Le titre du recueil est en même temps un manifeste. Francis Ponge a défini ainsi le principe de son écriture du Parti pris des choses : c’est avant tout donner l’initiative aux choses, les laisser s’exprimer.

Il s’agit pour lui de remplacer chaque objet par une « formule » de langage qui lui soit exactement adéquate. Pour ce poète artisan, toutes les choses sont également dignes d’être « exprimées ». C’est pourquoi le recueil s’attache à décrire des objets simples, quotidiens ordinairement ignorés par la tradition poétique. Le lyrisme n’y a aucune place, mais toute l’attention est portée à l’écriture. Ponge a d’ailleurs avoué sa prédilection pour les poètes classiques, comme Malherbe, épris de la pureté des formes. Dans ses poèmes, aucun mot ne figure au hasard ; il est choisi pour ses affinités graphiques ou sonores avec la chose qu’il doit exprimer.

Dans un article célèbre, Jean-Paul Sartre  a salué la naissance d’un poète « phénoménologue ». Il célébrait la construction de ces courts poèmes qui mêlent indifféremment les êtres humains et les choses inanimées. Il reconnaissait à Francis Ponge « le sens du fantastique moderne ».
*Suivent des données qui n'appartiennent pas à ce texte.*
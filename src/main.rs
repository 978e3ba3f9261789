use std::{env, fs::File, process::ExitCode};

use ct::{
    camera::{Camera, CameraInfo, PinholeCamera},
    settings::{LoggingSettings, StudioSettings, DEFAULT_SETTINGS_PATH},
    Result, LOG_CAT,
};
use ct_logging::{log_info, log_severe, log_verbose, log_warning, set_logger, Logger};
use ct_math::*;

static LOGGER : Logger = Logger::new();

fn setup_logging(settings: &LoggingSettings) -> Result<()> {
    LOGGER.set_max_level(settings.max_level()?);
    LOGGER.set_always_flush(settings.always_flush);

    if let Some(path) = &settings.file {
        let file = File::create(path)?;
        if LOGGER.add_writer(Box::new(file)).is_err() {
            log_warning!(LOG_CAT, "No writer slot left for log file '{}'", path.display());
        }
    }
    Ok(())
}

fn run(settings_path: &str) -> Result<()> {
    let settings = StudioSettings::load(settings_path)?;
    settings.validate()?;
    setup_logging(&settings.logging)?;
    log_info!(LOG_CAT, "Loaded settings from '{}'", settings_path);

    let camera = Camera::new(CameraInfo::from(&settings.camera));
    log_info!(LOG_CAT, "Camera '{}'", camera.name());
    log_verbose!(LOG_CAT, "view: {}", camera.view());
    log_verbose!(LOG_CAT, "projection: {}", camera.projection());

    let points = [
        f32v3::zero(),
        f32v3::new(1.0, 1.0, 0.0),
        f32v3::new(-2.0, 0.5, -10.0),
        f32v3::new(0.0, 0.0, 10.0),
    ];
    for point in points {
        match camera.project(point) {
            Some(ndc) => log_info!(LOG_CAT, "{point} -> ndc {ndc}"),
            None      => log_info!(LOG_CAT, "{point} is behind the camera"),
        }
    }

    let pinhole = PinholeCamera::from(&settings.vision);
    log_verbose!(LOG_CAT, "intrinsics: {}", pinhole.intrinsics);
    for point in points {
        match pinhole.project(point) {
            Some(pixel) => log_info!(LOG_CAT, "{point} -> pixel {pixel}"),
            None        => log_info!(LOG_CAT, "{point} is not in front of the pinhole camera"),
        }
    }
    let center = pinhole.unproject(pinhole.principal_point(), 1.0);
    log_info!(LOG_CAT, "principal point at depth 1 -> {center}");

    Ok(())
}

fn main() -> ExitCode {
    set_logger(&LOGGER);

    let settings_path = env::args().nth(1).unwrap_or_else(|| DEFAULT_SETTINGS_PATH.to_string());
    let result = run(&settings_path);
    if let Err(err) = &result {
        log_severe!(LOG_CAT, main, "{err}");
    }
    LOGGER.flush();

    match result {
        Ok(()) => ExitCode::SUCCESS,
        Err(_) => ExitCode::FAILURE,
    }
}
use crate::*;
use super::component_accessors;

impl<T: Numeric> Vec4<T> {
    /// Create a new 4d vector
    #[inline(always)]
    #[must_use]
    pub fn new(x: T, y: T, z: T, w: T) -> Self {
        Self::from_array([x, y, z, w])
    }

    component_accessors!{
        x, set_x, x_mut => 0,
        y, set_y, y_mut => 1,
        z, set_z, z_mut => 2,
        w, set_w, w_mut => 3,
        r, set_r, r_mut => 0,
        g, set_g, g_mut => 1,
        b, set_b, b_mut => 2,
        a, set_a, a_mut => 3,
    }

    #[inline]
    #[must_use]
    pub fn xy(self) -> Vec2<T> {
        Vec2::new(self.x(), self.y())
    }

    #[inline]
    #[must_use]
    pub fn xz(self) -> Vec2<T> {
        Vec2::new(self.x(), self.z())
    }

    #[inline]
    #[must_use]
    pub fn yz(self) -> Vec2<T> {
        Vec2::new(self.y(), self.z())
    }

    /// Shrink a `Vec4` to a `Vec3` by dropping the w component
    #[inline]
    #[must_use]
    pub fn xyz(self) -> Vec3<T> {
        Vec3::new(self.x(), self.y(), self.z())
    }
}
« L’huître » est l’un des poèmes les plus célèbres du recueil.

Extraits du Parti pris des choses
L’huître

L’huître, de la grosseur d’un galet moyen, est d’une apparence plus rugueuse, d’une couleur moins unie, brillamment blanchâtre. C’est un monde opiniâtrement clos. Pourtant on peut l’ouvrir : il faut alors la tenir au creux d’un torchon, se servir d’un couteau ébréché et peu franc, s’y reprendre à plusieurs fois. Les doigts curieux s’y coupent, s’y cassent les ongles : c’est un travail grossier. Les coups qu’on lui porte marquent son enveloppe de ronds blancs, d’une sorte de halos.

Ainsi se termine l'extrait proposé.